Sebagian besar paket kebijakan yang dikeluarkan pemerintah bersifat jangka menengah dan panjang. Program menurunkan impor migas dengan menaikkan pemakaian biosolar dan menaikkan pajak barang mewah, implikasinya jelas tidak mungkin dirasakan sekarang. Dampaknya baru terasa sekitar satu tahun. 

Begitu juga program menggenjot ekspor, seperti program pengurangan pajak penghasilan, penundaan pembayaran pajak, serta relaksasi kawasan berikat dengan mengizinkan penjualan 50 persen produknya ke pasar dalam negeri. Apalagi program mempercepat investasi, jelas dampaknya tidak mungkin memengaruhi pertumbuhan ekonomi dalam rentang setahun.

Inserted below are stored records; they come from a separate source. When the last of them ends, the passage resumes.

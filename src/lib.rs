#![forbid(unsafe_code)]

pub mod amount;
pub mod config;
pub mod errors;
pub mod hour;
pub mod ledger;
pub mod model;
pub mod series;
pub mod store;

pub use crate::amount::{Amount, DepositAmount};
pub use crate::config::Config;
pub use crate::ledger::{AuditReport, ErrorKind, Ledger};
pub use crate::model::{Bucket, DepositEvent, HourlyTotal};
//! Transactional storage for the bucket table and the raw event log.
//!
//! The ledger only talks to storage through [`Store`] and [`StoreTx`]. Every ledger operation opens
//! exactly one transaction, and nothing it does becomes visible until [`StoreTx::commit`] returns.
//! Dropping a transaction without committing it rolls it back.

use crate::amount::{Amount, DepositAmount};
use crate::model::{Bucket, DepositEvent};
use chrono::{DateTime, Utc};
use thiserror::Error;

pub mod memory;
pub mod sqlite;

pub use self::{memory::MemoryStore, sqlite::SqliteStore};

#[derive(Debug, Error)]
pub enum StoreError {
    #[error("SQLite error")]
    Sqlite(#[from] rusqlite::Error),

    #[error("Decimal overflow while adding {0} to a running total")]
    Overflow(Amount),

    #[error("Stored value `{0}` is not a valid decimal")]
    CorruptAmount(String, #[source] crate::amount::AmountError),

    #[error("Stored timestamp {0} is out of range")]
    CorruptTimestamp(i64),

    #[error("Store is unavailable: {0}")]
    Unavailable(String),
}

/// A source of serializable transactions.
pub trait Store {
    type Tx<'a>: StoreTx
    where
        Self: 'a;

    /// Begin a transaction that may write. Write transactions are serialized with respect to each
    /// other.
    fn begin_write(&self) -> Result<Self::Tx<'_>, StoreError>;

    /// Begin a read-only transaction over a consistent snapshot.
    fn begin_read(&self) -> Result<Self::Tx<'_>, StoreError>;
}

/// Operations available inside one transaction.
pub trait StoreTx {
    /// Append a deposit to the event log, returning its sequence number.
    fn append_event(
        &mut self,
        event_time: DateTime<Utc>,
        amount: DepositAmount,
    ) -> Result<u64, StoreError>;

    /// Add `amount` to the bucket at `bucket_end`.
    ///
    /// A missing bucket is created with `amount` plus the running total of the latest bucket
    /// strictly before `bucket_end`.
    fn upsert_bucket(
        &mut self,
        bucket_end: DateTime<Utc>,
        amount: DepositAmount,
    ) -> Result<(), StoreError>;

    /// Add `amount` to every bucket strictly after `after`. Returns the number of buckets touched.
    fn propagate(&mut self, after: DateTime<Utc>, amount: DepositAmount)
        -> Result<usize, StoreError>;

    /// The latest bucket with `bucket_end <= at`.
    fn baseline(&mut self, at: DateTime<Utc>) -> Result<Option<Bucket>, StoreError>;

    /// All buckets in `(after, through]`, ascending.
    fn buckets(
        &mut self,
        after: DateTime<Utc>,
        through: DateTime<Utc>,
    ) -> Result<Vec<Bucket>, StoreError>;

    /// Every bucket, ascending.
    fn all_buckets(&mut self) -> Result<Vec<Bucket>, StoreError>;

    /// The whole event log in append order.
    fn events(&mut self) -> Result<Vec<DepositEvent>, StoreError>;

    /// Remove every bucket. Only used when rebuilding buckets from the event log.
    fn clear_buckets(&mut self) -> Result<(), StoreError>;

    fn commit(self) -> Result<(), StoreError>;
}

Kalau dilihat lebih jauh, persoalan pokoknya justru belum banyak tersentuh, seperti kebergantungan pada bahan baku impor sebagian besar produk baik beriorientasi ekspor maupun domestik. Maka, depresiasi nilai tukar rupiah sekarang sebenarnya tidak hanya memukul produk untuk pasar domestik dengan kandungan bahan baku impor cukup tinggi, tapi juga yang berorientasi ekspor berbahan baku impor. 

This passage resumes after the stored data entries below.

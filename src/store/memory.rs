//! In-memory store.
//!
//! A single lock is held for the whole lifetime of a transaction, which trivially makes every
//! transaction serializable. Writes are staged on a private copy of the tables and only published
//! by [`StoreTx::commit`], so a dropped transaction leaves no trace.

use super::{Store, StoreError, StoreTx};
use crate::amount::{Amount, DepositAmount};
use crate::model::{Bucket, DepositEvent};
use chrono::{DateTime, Utc};
use parking_lot::{Mutex, MutexGuard};
use std::collections::BTreeMap;
use std::ops::Bound::{Excluded, Included, Unbounded};

#[derive(Clone, Debug, Default)]
struct Tables {
    events: Vec<DepositEvent>,
    buckets: BTreeMap<DateTime<Utc>, Amount>,
}

#[derive(Debug, Default)]
pub struct MemoryStore {
    tables: Mutex<Tables>,
}

#[derive(Debug)]
pub struct MemoryTx<'a> {
    guard: MutexGuard<'a, Tables>,
    staged: Tables,
}

impl MemoryStore {
    pub fn new() -> Self {
        Self::default()
    }

    fn begin(&self) -> MemoryTx<'_> {
        let guard = self.tables.lock();
        let staged = guard.clone();

        MemoryTx { guard, staged }
    }
}

impl Store for MemoryStore {
    type Tx<'a> = MemoryTx<'a>;

    fn begin_write(&self) -> Result<Self::Tx<'_>, StoreError> {
        Ok(self.begin())
    }

    fn begin_read(&self) -> Result<Self::Tx<'_>, StoreError> {
        Ok(self.begin())
    }
}

fn add(total: Amount, amount: DepositAmount) -> Result<Amount, StoreError> {
    total
        .checked_add(amount.amount())
        .ok_or(StoreError::Overflow(amount.amount()))
}

impl StoreTx for MemoryTx<'_> {
    fn append_event(
        &mut self,
        event_time: DateTime<Utc>,
        amount: DepositAmount,
    ) -> Result<u64, StoreError> {
        let sequence = self.staged.events.len() as u64 + 1;
        self.staged.events.push(DepositEvent {
            sequence,
            event_time,
            amount,
        });

        Ok(sequence)
    }

    fn upsert_bucket(
        &mut self,
        bucket_end: DateTime<Utc>,
        amount: DepositAmount,
    ) -> Result<(), StoreError> {
        let buckets = &mut self.staged.buckets;
        let total = match buckets.get(&bucket_end) {
            Some(total) => add(*total, amount)?,
            None => {
                let previous = buckets
                    .range(..bucket_end)
                    .next_back()
                    .map(|(_, total)| *total)
                    .unwrap_or_default();

                add(previous, amount)?
            }
        };
        buckets.insert(bucket_end, total);

        Ok(())
    }

    fn propagate(
        &mut self,
        after: DateTime<Utc>,
        amount: DepositAmount,
    ) -> Result<usize, StoreError> {
        let mut count = 0;
        for (_, total) in self.staged.buckets.range_mut((Excluded(after), Unbounded)) {
            *total = add(*total, amount)?;
            count += 1;
        }

        Ok(count)
    }

    fn baseline(&mut self, at: DateTime<Utc>) -> Result<Option<Bucket>, StoreError> {
        Ok(self
            .staged
            .buckets
            .range(..=at)
            .next_back()
            .map(|(end, total)| Bucket::new(*end, *total)))
    }

    fn buckets(
        &mut self,
        after: DateTime<Utc>,
        through: DateTime<Utc>,
    ) -> Result<Vec<Bucket>, StoreError> {
        if through <= after {
            return Ok(Vec::new());
        }

        Ok(self
            .staged
            .buckets
            .range((Excluded(after), Included(through)))
            .map(|(end, total)| Bucket::new(*end, *total))
            .collect())
    }

    fn all_buckets(&mut self) -> Result<Vec<Bucket>, StoreError> {
        Ok(self
            .staged
            .buckets
            .iter()
            .map(|(end, total)| Bucket::new(*end, *total))
            .collect())
    }

    fn events(&mut self) -> Result<Vec<DepositEvent>, StoreError> {
        Ok(self.staged.events.clone())
    }

    fn clear_buckets(&mut self) -> Result<(), StoreError> {
        self.staged.buckets.clear();

        Ok(())
    }

    fn commit(mut self) -> Result<(), StoreError> {
        *self.guard = std::mem::take(&mut self.staged);

        Ok(())
    }
}
use crate::amount::{Amount, DepositAmount};
use chrono::{DateTime, Utc};
use serde::{Deserialize, Serialize};

/// A single recorded deposit. Immutable once written to the event log.
#[derive(Clone, Debug, Deserialize, Eq, PartialEq, Serialize)]
pub struct DepositEvent {
    /// Append position in the event log.
    pub sequence: u64,
    pub event_time: DateTime<Utc>,
    pub amount: DepositAmount,
}

/// Running total of all deposits attributed to `bucket_end` or any earlier hour boundary.
#[derive(Copy, Clone, Debug, Deserialize, Eq, PartialEq, Serialize)]
pub struct Bucket {
    pub bucket_end: DateTime<Utc>,
    pub cumulative_amount: Amount,
}

/// One entry of a gap-filled hourly series.
#[derive(Copy, Clone, Debug, Deserialize, Eq, PartialEq, Serialize)]
pub struct HourlyTotal {
    #[serde(rename = "datetime")]
    pub time: DateTime<Utc>,
    pub amount: Amount,
}

impl Bucket {
    pub fn new(bucket_end: DateTime<Utc>, cumulative_amount: Amount) -> Self {
        Self {
            bucket_end,
            cumulative_amount,
        }
    }
}
//! The ledger engine.
//!
//! Each operation is exactly one store transaction. Deposits keep the hourly running totals correct
//! regardless of the order in which events arrive:
//!
//! 1. The event is appended to the event log.
//! 2. The target bucket is upserted. A new bucket is seeded with the running total of the latest
//!    earlier bucket.
//! 3. Every later bucket has the amount added to it, since their totals were computed without this
//!    (possibly back-dated) deposit.
//!
//! Reads return the sparse buckets of a window along with its baseline, and [`series`] expands them
//! into one total per hour.
//!
//! [`series`]: crate::series

use crate::amount::{AmountError, DepositAmount};
use crate::config::Config;
use crate::hour::{self, HourError};
use crate::model::{Bucket, DepositEvent, HourlyTotal};
use crate::series;
use crate::store::{SqliteStore, Store, StoreError, StoreTx};
use chrono::{DateTime, Utc};
use thiserror::Error;
use tracing::{debug, info};

pub use self::audit::{AuditReport, BucketMismatch};

mod audit;

/// Broad classification of ledger failures, for callers that map errors to their own transport.
#[derive(Copy, Clone, Debug, Eq, PartialEq)]
pub enum ErrorKind {
    /// The caller supplied input that violates a precondition. Nothing was changed.
    Parameter,

    /// Storage failed. The transaction was rolled back and the call may be retried.
    Internal,
}

#[derive(Debug, Error)]
pub enum ParameterError {
    #[error("Invalid amount")]
    Amount(#[from] AmountError),

    #[error("Invalid start and end date: {start} is after {end}")]
    Range {
        start: DateTime<Utc>,
        end: DateTime<Utc>,
    },

    #[error("Invalid date")]
    Hour(#[from] HourError),

    #[error("Unable to parse date")]
    DateTime(#[from] chrono::ParseError),
}

#[derive(Debug, Error)]
pub enum LedgerError {
    #[error("Parameter error")]
    Parameter(#[from] ParameterError),

    #[error("Internal error")]
    Internal(#[from] StoreError),
}

impl LedgerError {
    pub fn kind(&self) -> ErrorKind {
        match self {
            Self::Parameter(_) => ErrorKind::Parameter,
            Self::Internal(_) => ErrorKind::Internal,
        }
    }
}

impl From<AmountError> for LedgerError {
    fn from(value: AmountError) -> Self {
        Self::Parameter(value.into())
    }
}

impl From<HourError> for LedgerError {
    fn from(value: HourError) -> Self {
        Self::Parameter(value.into())
    }
}

impl From<chrono::ParseError> for LedgerError {
    fn from(value: chrono::ParseError) -> Self {
        Self::Parameter(value.into())
    }
}

#[derive(Debug)]
pub struct Ledger<S> {
    store: S,
}

impl Ledger<SqliteStore> {
    /// Open the durable ledger described by `config`.
    pub fn open(config: &Config) -> Result<Self, LedgerError> {
        Ok(Self::new(SqliteStore::open(config)?))
    }
}

impl<S: Store> Ledger<S> {
    pub fn new(store: S) -> Self {
        Self { store }
    }

    pub fn store(&self) -> &S {
        &self.store
    }

    /// Record a deposit made at `event_time`.
    ///
    /// Sub-second precision is discarded. On error, neither the event log nor any bucket has been
    /// changed.
    pub fn deposit(
        &self,
        event_time: DateTime<Utc>,
        amount: DepositAmount,
    ) -> Result<(), LedgerError> {
        let event_time = hour::to_seconds(event_time);
        let bucket_end = hour::bucket_end(event_time)?;

        let mut tx = self.store.begin_write()?;
        let sequence = tx.append_event(event_time, amount)?;
        apply(&mut tx, bucket_end, amount)?;
        tx.commit()?;

        debug!("Deposit #{sequence}: {amount} at {event_time} into bucket {bucket_end}");

        Ok(())
    }

    /// Sparse buckets covering `[start, end]`.
    ///
    /// The first row is the baseline: the latest bucket at or before `bucket_end(start)`, if any.
    /// It is followed by every bucket after that boundary up to and including `end`.
    pub fn historical(
        &self,
        start: DateTime<Utc>,
        end: DateTime<Utc>,
    ) -> Result<Vec<Bucket>, LedgerError> {
        if start > end {
            return Err(ParameterError::Range { start, end }.into());
        }
        let first = hour::bucket_end(start)?;

        let mut tx = self.store.begin_read()?;
        let baseline = tx.baseline(first)?;
        let rows = tx.buckets(first, end)?;
        tx.commit()?;

        debug!(
            "Historical {start} - {end}: baseline {:?}, {} buckets",
            baseline.map(|b| b.bucket_end),
            rows.len(),
        );

        Ok(baseline.into_iter().chain(rows).collect())
    }

    /// One running total per hour boundary in `[bucket_end(start), end]`.
    pub fn series(
        &self,
        start: DateTime<Utc>,
        end: DateTime<Utc>,
    ) -> Result<Vec<HourlyTotal>, LedgerError> {
        let rows = self.historical(start, end)?;

        Ok(series::fill(start, end, &rows)?)
    }

    /// Every stored bucket, ascending.
    pub fn buckets(&self) -> Result<Vec<Bucket>, LedgerError> {
        let mut tx = self.store.begin_read()?;
        let buckets = tx.all_buckets()?;
        tx.commit()?;

        Ok(buckets)
    }

    /// The event log in append order.
    pub fn events(&self) -> Result<Vec<DepositEvent>, LedgerError> {
        let mut tx = self.store.begin_read()?;
        let events = tx.events()?;
        tx.commit()?;

        Ok(events)
    }

    /// Discard every bucket and replay the event log. Returns the number of events replayed.
    pub fn rebuild(&self) -> Result<usize, LedgerError> {
        let mut tx = self.store.begin_write()?;
        let events = tx.events()?;
        tx.clear_buckets()?;
        for event in &events {
            let bucket_end = hour::bucket_end(event.event_time)
                .map_err(|_| StoreError::CorruptTimestamp(event.event_time.timestamp()))?;
            apply(&mut tx, bucket_end, event.amount)?;
        }
        tx.commit()?;

        info!("Rebuilt buckets from {} events", events.len());

        Ok(events.len())
    }

    /// Check the stored buckets against the event log.
    pub fn audit(&self) -> Result<AuditReport, LedgerError> {
        let mut tx = self.store.begin_read()?;
        let events = tx.events()?;
        let buckets = tx.all_buckets()?;
        tx.commit()?;

        Ok(AuditReport::new(&events, &buckets)?)
    }
}
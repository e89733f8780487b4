use crate::amount::Amount;
use crate::hour::{HourError, HourRange};
use crate::model::{Bucket, HourlyTotal};
use chrono::{DateTime, Utc};

/// Expand sparse buckets into one entry per hour boundary.
///
/// Emits every boundary from `bucket_end(start)` through the largest boundary not exceeding `end`.
/// `rows` must be sorted by `bucket_end`, as returned by [`Ledger::historical`]. Hours without a
/// stored bucket carry the most recent earlier total, or zero when there is none. The baseline row
/// may precede the first boundary; it only seeds the running value.
///
/// [`Ledger::historical`]: crate::ledger::Ledger::historical
pub fn fill(
    start: DateTime<Utc>,
    end: DateTime<Utc>,
    rows: &[Bucket],
) -> Result<Vec<HourlyTotal>, HourError> {
    let mut rows = rows.iter().peekable();
    let mut current = Amount::ZERO;

    let series = HourRange::new(start, end)?
        .map(|time| {
            while let Some(row) = rows.next_if(|row| row.bucket_end <= time) {
                current = row.cumulative_amount;
            }

            HourlyTotal {
                time,
                amount: current,
            }
        })
        .collect();

    Ok(series)
}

Yang relatif selamat dari depresiasi nilai tukar rupiah hanyalah produk yang kandungan impor bahan baku rendah dan untuk ekspor. Sayang, produk yang demikian tidak terlalu banyak. Ironisnya, kategori ini justru didominasi hasil perkebunan, pertambangan, dan kehutanan yang bernilai tambah rendah. 

Ekspor kayu gelondongan sudah lama dilarang. Untuk pertambangan, sesuai dengan UU No 4 Tahun 2009, mulai tahun 2014 sudah dilarang ekspor dalam bentuk mentah. Hasil perkebunan, khususnya CPO, diharuskan lebih dulu untuk memenuhi pasar domestik. Akibatnya, ekspor dari sektor kehutanan, perkebunan, dan pertambangan diperkirakan semakin menurun.

Serius

Sementara itu, industri yang hendak diprimadonakan justru sedang mengalami masalah sangat serius, seperti tekstil, garmen, dan barang dari kulit. Mereka semakin kurang kompetitif karena tekanan dari kompetitor dan upah buruh yang semakin mahal. 

Adapun industri yang berorientasi ekspor dan juga sebagian besar industri pasar domestik, justru semakin bergantung pada bahan baku impor. Dengan demikan hampir sebagian besar industri menjadi sangat rawan terhadap perkembangan nilai tukar.

Bagi produk yang kandungan impornya cukup tinggi untuk pasar domestik akan mengalami persoalan paling rumit. Tekanan nilai tukar rupiah tidak mungkin direspons dalam waktu cepat dengan menaikkan harga mengikuti perkembangan dollar. Hal ini terkait dengan perhitungan ulang terhadap kenaikan biaya, perhitungan daya beli masyarakat, dan tingkat kepastian di dalam pasar.

Kesulitan inilah yang kemudian mendorong sebagian kalangan produsen menempuh jalan pintas. Dasar transaksi jual-beli menggunakan dollar. Setelah itu, silakan pembeli memilih opsi pembayaran dengan dollar atau rupiah sesuai dengan kurs.


Model transaksi seperti ini memang cukup aman bagi penjual, namun ilegal. Pasal 21 UU No 7 Tahun 2011 tentang Mata Uang, mewajibkan seluruh tranksaksi pembayaran di Indonesia menggunakan rupiah. Pelanggaran diancam pidana kurungan paling lama 1 tahun dan denda paling banyak 200 juta rupiah. Dengan ketentuan ini, maka apa pun alasannya, pembayaran di dalam negeri harus dengan rupiah.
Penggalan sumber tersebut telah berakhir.